Сашко испуганно вскочил:

– Что, брат, пусто?

– Пусто опять. Но у нас еще один магазин в запасе. Терпи.

– Да я что! – с улыбкой ответил Сашко. – Мне все равно, не жили богато, и начинать не надо. Так спокойней. Богатство уж стольких людей зверьем сделало. А ну, если и мы так? Не надо, вот есть картошка, маслице, весной корова отелится. Слушай, брат, и дай совет. Аниска настаивает на женитьбе, и домой вести некуда, и к ним идти нет охоты.

– Ты говорил, что она беременна, и точно от тебя.

Сашко расплылся в улыбке:

– В положении, точно, она вчера ко мне приходила. Тянуть-то больше некуда, а то на свадьбе родит. Позор.

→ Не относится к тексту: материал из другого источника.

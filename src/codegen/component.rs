//! Standalone component wrapper backend: a self-contained unit combining the
//! motion descriptor's initial/animate/transition with a wrapped inner
//! element, either a generic placeholder or a supplied component reference.

use crate::{
    codegen::{
        GenerateRequest, fmt_num,
        framer::{animated_props, transition_entries},
    },
    error::MotionResult,
};

pub fn generate(request: &GenerateRequest) -> MotionResult<String> {
    let config = request.config;
    let keys = config.sorted_keyframes();
    let props = animated_props(&keys);
    let component = pascal_ident(&config.name);

    let multi = keys.len() > 2;
    let times: Vec<f64> = keys.iter().map(|k| k.offset).collect();
    let transition = transition_entries(request, multi.then_some(times.as_slice())).join(", ");

    let initial: Vec<String> = props
        .iter()
        .map(|p| format!("{}: {}", p.name, fmt_num(p.values[0])))
        .collect();
    let animate: Vec<String> = props
        .iter()
        .map(|p| {
            if multi {
                let values: Vec<String> = p.values.iter().map(|v| fmt_num(*v)).collect();
                format!("{}: [{}]", p.name, values.join(", "))
            } else {
                format!("{}: {}", p.name, fmt_num(*p.values.last().unwrap_or(&0.0)))
            }
        })
        .collect();

    let mut out = String::new();
    out.push_str("import { motion } from \"framer-motion\";\n");
    if let Some(inner) = request.component_ref {
        out.push_str(&format!("import {{ {inner} }} from \"./{inner}\";\n"));
    }
    out.push('\n');

    let params = if request.component_ref.is_some() {
        ""
    } else {
        "{ children }"
    };
    out.push_str(&format!("export function {component}({params}) {{\n"));
    out.push_str("  return (\n");
    out.push_str("    <motion.div\n");
    if !multi {
        out.push_str(&format!("      initial={{{{ {} }}}}\n", initial.join(", ")));
    }
    out.push_str(&format!("      animate={{{{ {} }}}}\n", animate.join(", ")));
    out.push_str(&format!("      transition={{{{ {transition} }}}}\n"));
    out.push_str("    >\n");
    match request.component_ref {
        Some(inner) => out.push_str(&format!("      <{inner} />\n")),
        None => out.push_str("      {children}\n"),
    }
    out.push_str("    </motion.div>\n");
    out.push_str("  );\n");
    out.push_str("}\n");
    Ok(out)
}

/// A kebab-cased animation name as a PascalCase component name.
fn pascal_ident(name: &str) -> String {
    let mut out = String::new();
    let mut upper_next = true;
    for ch in name.chars() {
        if ch == '-' || ch == '_' || ch == ' ' {
            upper_next = true;
        } else if upper_next {
            out.extend(ch.to_uppercase());
            upper_next = false;
        } else {
            out.push(ch);
        }
    }
    if out.is_empty() {
        out.push_str("Animated");
    }
    out
}
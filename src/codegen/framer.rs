//! Props-based motion descriptor backend: `initial`/`animate` objects for
//! two-keyframe configs, array-valued properties with a `times` track for
//! richer ones, spring physical parameters when spring mode is active, and
//! a container/item variants pair under stagger.

use crate::{
    codegen::{GenerateRequest, fmt_num},
    ease,
    error::MotionResult,
    model::{Direction, IterationCount, Keyframe},
};

/// One animatable descriptor property and its value at every keyframe.
pub(crate) struct Prop {
    pub name: &'static str,
    pub values: Vec<f64>,
}

/// Properties that change anywhere across the keyframe list, in descriptor
/// naming. The same is-default predicates drive omission in every backend.
pub(crate) fn animated_props(keys: &[Keyframe]) -> Vec<Prop> {
    let mut props = Vec::new();
    let mut push = |name: &'static str,
                    any: fn(&Keyframe) -> bool,
                    value: fn(&Keyframe) -> f64| {
        if keys.iter().any(any) {
            props.push(Prop {
                name,
                values: keys.iter().map(value).collect(),
            });
        }
    };

    push("opacity", |k| !k.opacity_is_default(), |k| k.opacity);
    push("x", |k| !k.translate_x_is_default(), |k| k.translate_x);
    push("y", |k| !k.translate_y_is_default(), |k| k.translate_y);
    push("scale", |k| !k.scale_is_default(), |k| k.scale);
    push("rotate", |k| !k.rotate_is_default(), |k| k.rotate);
    push(
        "rotateX",
        |k| !k.rotate_x_is_default(),
        |k| k.rotate_x.unwrap_or(0.0),
    );
    push(
        "rotateY",
        |k| !k.rotate_y_is_default(),
        |k| k.rotate_y.unwrap_or(0.0),
    );
    push("skewX", |k| !k.skew_x_is_default(), |k| k.skew_x);
    push("skewY", |k| !k.skew_y_is_default(), |k| k.skew_y);
    push(
        "transformPerspective",
        |k| !k.perspective_is_default(),
        |k| k.perspective.unwrap_or(0.0),
    );
    props
}

pub(crate) fn ease_array(easing: &str) -> String {
    let p = ease::to_control_points(easing);
    format!(
        "[{}, {}, {}, {}]",
        fmt_num(p[0]),
        fmt_num(p[1]),
        fmt_num(p[2]),
        fmt_num(p[3])
    )
}

/// Transition entries shared by the descriptor and the component wrapper.
/// Spring mode swaps duration/ease for the physical parameters.
pub(crate) fn transition_entries(request: &GenerateRequest, times: Option<&[f64]>) -> Vec<String> {
    let config = request.config;
    let mut entries = Vec::new();

    match (request.spring_active(), request.spring) {
        (true, Some(spring)) => {
            entries.push("type: \"spring\"".to_string());
            entries.push(format!("mass: {}", fmt_num(spring.mass)));
            entries.push(format!("stiffness: {}", fmt_num(spring.stiffness)));
            entries.push(format!("damping: {}", fmt_num(spring.damping)));
            entries.push(format!("velocity: {}", fmt_num(spring.velocity)));
        }
        _ => {
            entries.push(format!("duration: {}", fmt_num(config.duration)));
            entries.push(format!("ease: {}", ease_array(&request.effective_easing())));
        }
    }

    if config.delay > 0.0 {
        entries.push(format!("delay: {}", fmt_num(config.delay)));
    }
    if let Some(times) = times {
        let labels: Vec<String> = times.iter().map(|t| fmt_num(*t)).collect();
        entries.push(format!("times: [{}]", labels.join(", ")));
    }

    match config.iteration_count {
        IterationCount::Infinite => entries.push("repeat: Infinity".to_string()),
        IterationCount::Finite(n) if n > 1 => entries.push(format!("repeat: {}", n - 1)),
        IterationCount::Finite(_) => {}
    }
    if matches!(
        config.direction,
        Direction::Alternate | Direction::AlternateReverse
    ) {
        entries.push("repeatType: \"reverse\"".to_string());
    }

    entries
}

pub fn generate(request: &GenerateRequest) -> MotionResult<String> {
    if let Some(sequencer) = request.sequencer
        && request.stagger_active()
    {
        return Ok(generate_variants(request, sequencer));
    }

    let config = request.config;
    let keys = config.sorted_keyframes();
    let props = animated_props(&keys);
    let ident = js_ident(&config.name);

    let mut out = String::new();
    out.push_str(&format!("const {ident} = {{\n"));

    if keys.len() <= 2 {
        let first: Vec<String> = props
            .iter()
            .map(|p| format!("{}: {}", p.name, fmt_num(p.values[0])))
            .collect();
        let last: Vec<String> = props
            .iter()
            .map(|p| {
                format!(
                    "{}: {}",
                    p.name,
                    fmt_num(p.values.last().copied().unwrap_or(0.0))
                )
            })
            .collect();
        out.push_str(&format!("  initial: {{ {} }},\n", first.join(", ")));
        out.push_str(&format!("  animate: {{ {} }},\n", last.join(", ")));
        out.push_str(&format!(
            "  transition: {{ {} }}\n",
            transition_entries(request, None).join(", ")
        ));
    } else {
        let times: Vec<f64> = keys.iter().map(|k| k.offset).collect();
        out.push_str("  animate: {\n");
        for p in &props {
            let values: Vec<String> = p.values.iter().map(|v| fmt_num(*v)).collect();
            out.push_str(&format!("    {}: [{}],\n", p.name, values.join(", ")));
        }
        out.push_str("  },\n");
        out.push_str(&format!(
            "  transition: {{ {} }}\n",
            transition_entries(request, Some(&times)).join(", ")
        ));
    }

    out.push_str("};\n");
    Ok(out)
}

/// Container/item variants with cascading children.
fn generate_variants(request: &GenerateRequest, sequencer: &crate::model::SequencerConfig) -> String {
    let config = request.config;
    let keys = config.sorted_keyframes();
    let props = animated_props(&keys);

    let mut container_entries = vec![format!(
        "staggerChildren: {}",
        fmt_num(sequencer.stagger_delay)
    )];
    if config.delay > 0.0 {
        container_entries.push(format!("delayChildren: {}", fmt_num(config.delay)));
    }
    if matches!(
        sequencer.stagger_direction,
        crate::model::StaggerDirection::Reverse
    ) {
        container_entries.push("staggerDirection: -1".to_string());
    }

    let hidden: Vec<String> = props
        .iter()
        .map(|p| format!("{}: {}", p.name, fmt_num(p.values[0])))
        .collect();
    let visible: Vec<String> = props
        .iter()
        .map(|p| {
            format!(
                "{}: {}",
                p.name,
                fmt_num(p.values.last().copied().unwrap_or(0.0))
            )
        })
        .collect();

    let mut item_transition = Vec::new();
    if request.spring_active() {
        item_transition = transition_entries(request, None);
    } else {
        item_transition.push(format!("duration: {}", fmt_num(config.duration)));
        item_transition.push(format!("ease: {}", ease_array(&request.effective_easing())));
    }

    let mut out = String::new();
    out.push_str("const container = {\n");
    out.push_str("  hidden: {},\n");
    out.push_str("  visible: {\n");
    out.push_str(&format!(
        "    transition: {{ {} }}\n",
        container_entries.join(", ")
    ));
    out.push_str("  }\n");
    out.push_str("};\n\n");
    out.push_str("const item = {\n");
    out.push_str(&format!("  hidden: {{ {} }},\n", hidden.join(", ")));
    out.push_str("  visible: {\n");
    for entry in &visible {
        out.push_str(&format!("    {entry},\n"));
    }
    out.push_str(&format!(
        "    transition: {{ {} }}\n",
        item_transition.join(", ")
    ));
    out.push_str("  }\n");
    out.push_str("};\n");
    out
}

/// A kebab-cased animation name as a camelCase binding.
pub(crate) fn js_ident(name: &str) -> String {
    let mut out = String::new();
    let mut upper_next = false;
    for (i, ch) in name.chars().enumerate() {
        if ch == '-' || ch == '_' || ch == ' ' {
            upper_next = i > 0;
        } else if upper_next {
            out.extend(ch.to_uppercase());
            upper_next = false;
        } else {
            out.push(ch);
        }
    }
    if out.is_empty() {
        out.push_str("animation");
    }
    out
}

#[cfg(test)]
mod tests {
    use super::*;
    use crate::model::{
        AnimationConfig, EasingMode, SequencerConfig, SpringConfig, StaggerDirection,
    };
    use rand::SeedableRng as _;

    #[test]
    fn two_keyframes_emit_initial_and_animate() {
        let config = AnimationConfig::default();
        let out = generate(&GenerateRequest::new(&config)).unwrap();
        assert!(out.contains("const fadeUp = {"));
        assert!(out.contains("initial: { opacity: 0, y: 20 },"));
        assert!(out.contains("animate: { opacity: 1, y: 0 },"));
        assert!(out.contains("duration: 0.6"));
        assert!(out.contains("ease: [0, 0, 0.58, 1]"));
        assert!(!out.contains("times"));
    }

    #[test]
    fn many_keyframes_emit_value_arrays_with_times() {
        let mut config = AnimationConfig::default();
        config.keyframes.insert(
            1,
            Keyframe {
                opacity: 0.5,
                translate_y: 10.0,
                ..Keyframe::at(0.4)
            },
        );
        let out = generate(&GenerateRequest::new(&config)).unwrap();
        assert!(out.contains("opacity: [0, 0.5, 1],"));
        assert!(out.contains("y: [20, 10, 0],"));
        assert!(out.contains("times: [0, 0.4, 1]"));
        assert!(!out.contains("initial:"));
    }

    #[test]
    fn spring_mode_replaces_duration_and_ease() {
        let config = AnimationConfig::default();
        let spring = SpringConfig::default();
        let request = GenerateRequest::new(&config)
            .with_spring(&spring)
            .easing_mode(EasingMode::Spring);
        let out = generate(&request).unwrap();
        assert!(out.contains("type: \"spring\""));
        assert!(out.contains("stiffness: 100"));
        assert!(out.contains("damping: 10"));
        assert!(!out.contains("duration:"));
        assert!(!out.contains("ease:"));
    }

    #[test]
    fn infinite_alternate_adds_repeat_entries() {
        let config = AnimationConfig {
            iteration_count: IterationCount::Infinite,
            direction: Direction::Alternate,
            ..AnimationConfig::default()
        };
        let out = generate(&GenerateRequest::new(&config)).unwrap();
        assert!(out.contains("repeat: Infinity"));
        assert!(out.contains("repeatType: \"reverse\""));
    }

    #[test]
    fn stagger_emits_container_and_item_variants() {
        let config = AnimationConfig::default();
        let sequencer = SequencerConfig {
            enabled: true,
            element_count: 4,
            stagger_delay: 0.15,
            stagger_direction: StaggerDirection::Forward,
        };
        let mut rng = rand::rngs::StdRng::seed_from_u64(0);
        let out =
            generate(&GenerateRequest::new(&config).with_sequencer(&sequencer, &mut rng)).unwrap();
        assert!(out.contains("const container = {"));
        assert!(out.contains("staggerChildren: 0.15"));
        assert!(out.contains("hidden: { opacity: 0, y: 20 },"));
        assert!(out.contains("const item = {"));
    }

    #[test]
    fn js_ident_camel_cases() {
        assert_eq!(js_ident("fade-up"), "fadeUp");
        assert_eq!(js_ident("slide_in_left"), "slideInLeft");
        assert_eq!(js_ident("pulse"), "pulse");
    }
}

– Успокойся. Никакого позора нет. Вот вскроем тетки Матренки магазин, все-равно что-нибудь будет.

– Ну, это твое дело, брат, ты его затеял, ты и завершай. Я и сразу не шибко надеялся, а теперь понимаю, что только своими руками. Заведем с Аниской хозяйство и будем поживать. Еще в гости на свежую сметанку ходить будешь.    

**********************

Со смены Пашко пришел никакой, Сашко заметил, что брат не в себе:

– Ты не заболел? Ну-ка, дай лоб. Брат, горячо. Обожди, я сбегаю в медпункт.

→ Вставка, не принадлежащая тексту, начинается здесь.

//! Easing representations and conversions.
//!
//! An easing travels through the system as a textual expression: one of the
//! closed set of names below or a literal `cubic-bezier(x1, y1, x2, y2)`.
//! Everything here is total; unrecognized input falls back to a neutral
//! easing instead of failing.

/// Control points for the identity timing function.
pub const LINEAR: [f64; 4] = [0.0, 0.0, 1.0, 1.0];

const EASE: [f64; 4] = [0.25, 0.1, 0.25, 1.0];
const EASE_IN: [f64; 4] = [0.42, 0.0, 1.0, 1.0];
const EASE_OUT: [f64; 4] = [0.0, 0.0, 0.58, 1.0];
const EASE_IN_OUT: [f64; 4] = [0.42, 0.0, 0.58, 1.0];

/// Maps an easing expression to its cubic-Bezier control points
/// `[x1, y1, x2, y2]`. Unrecognized input falls back to linear.
pub fn to_control_points(easing: &str) -> [f64; 4] {
    match easing.trim() {
        "linear" => LINEAR,
        "ease" => EASE,
        "ease-in" => EASE_IN,
        "ease-out" => EASE_OUT,
        "ease-in-out" => EASE_IN_OUT,
        other => match parse_cubic_bezier(other) {
            Some(points) => points,
            None => {
                tracing::debug!(easing = other, "unknown easing, falling back to linear");
                LINEAR
            }
        },
    }
}

/// Formats control points as a `cubic-bezier(...)` expression with 2-decimal
/// precision.
pub fn from_control_points(points: [f64; 4]) -> String {
    format!(
        "cubic-bezier({:.2}, {:.2}, {:.2}, {:.2})",
        points[0], points[1], points[2], points[3]
    )
}

/// Maps an easing expression to the vocabulary of the imperative timeline
/// engine used for live preview. Literal Bezier expressions pass through
/// unchanged; unknown names fall back to a neutral ease.
pub fn to_engine_easing(easing: &str) -> String {
    let easing = easing.trim();
    match easing {
        "linear" => "none".to_string(),
        "ease" => "power1.inOut".to_string(),
        "ease-in" => "power2.in".to_string(),
        "ease-out" => "power2.out".to_string(),
        "ease-in-out" => "power2.inOut".to_string(),
        other if parse_cubic_bezier(other).is_some() => other.to_string(),
        other => {
            tracing::debug!(easing = other, "unknown engine easing, falling back");
            "power1.out".to_string()
        }
    }
}

fn parse_cubic_bezier(text: &str) -> Option<[f64; 4]> {
    let inner = text
        .strip_prefix("cubic-bezier(")
        .and_then(|rest| rest.strip_suffix(')'))?;
    let mut values = [0.0; 4];
    let mut parts = inner.split(',');
    for slot in &mut values {
        *slot = parts.next()?.trim().parse::<f64>().ok()?;
    }
    if parts.next().is_some() {
        return None;
    }
    Some(values)
}

/// Samples the timing function at input progress `x` in `[0, 1]`: solves the
/// x-axis cubic for the curve parameter (Newton-Raphson, bisection when the
/// derivative degenerates), then evaluates the y-axis cubic.
pub fn evaluate(points: [f64; 4], x: f64) -> f64 {
    let x = x.clamp(0.0, 1.0);
    let [x1, y1, x2, y2] = points;

    // Identity curve short-circuit; also covers degenerate all-equal input.
    if (x1 - y1).abs() < 1e-12 && (x2 - y2).abs() < 1e-12 {
        return x;
    }

    let t = solve_curve_x(x1, x2, x);
    axis(t, y1, y2)
}

/// Cubic Bezier axis value with endpoints pinned at 0 and 1.
fn axis(t: f64, p1: f64, p2: f64) -> f64 {
    let u = 1.0 - t;
    3.0 * u * u * t * p1 + 3.0 * u * t * t * p2 + t * t * t
}

fn axis_derivative(t: f64, p1: f64, p2: f64) -> f64 {
    let u = 1.0 - t;
    3.0 * u * u * p1 + 6.0 * u * t * (p2 - p1) + 3.0 * t * t * (1.0 - p2)
}

fn solve_curve_x(x1: f64, x2: f64, x: f64) -> f64 {
    let mut t = x;
    for _ in 0..8 {
        let err = axis(t, x1, x2) - x;
        if err.abs() < 1e-7 {
            return t;
        }
        let d = axis_derivative(t, x1, x2);
        if d.abs() < 1e-6 {
            break;
        }
        t -= err / d;
    }

    // Newton failed to converge; fall back to bisection over [0, 1].
    let (mut lo, mut hi) = (0.0f64, 1.0f64);
    t = x;
    for _ in 0..32 {
        let v = axis(t, x1, x2);
        if (v - x).abs() < 1e-7 {
            break;
        }
        if v < x {
            lo = t;
        } else {
            hi = t;
        }
        t = (lo + hi) / 2.0;
    }
    t
}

Принес пакет с лекарствами и привел Аниску:

– Боюсь тебя одного оставлять. Аниска, поставь градусник. В сенках клюква мороженая, принеси, сок выдави и дай с горячим чаем. Да покорми хоть чем-нибудь.

Аниса выпоила все таблетки и капли, какие сказала фельдшер, поставила горчичники на грудь и на спину, сварила кашу на молоке, кинула в тарелку ломоть масла:

– Поешь, Пашко, сытому болеть легче. Вот. А теперь я тебя укутаю, и спи, а я рядом буду.

Пашко забылся, голова кружилась, и вместе с нею кружились магазины, лом и лопата, кучи земли, потом прямо перед ним встало золотое солнце, оно палило глаза и сжигало лицо. Парень хватался руками за лицо, девчонка едва его удержала.

– Не бойся, это бред. Что я говорил?

– Да ничего. Мычал что-то.

Он опять забылся, и уже монеты стали кататься по столу, прыгать на подоконник, потом на пол, проваливались в щели и падали в подпол. Он пытался их поймать, но все скользило сквозь пальцы.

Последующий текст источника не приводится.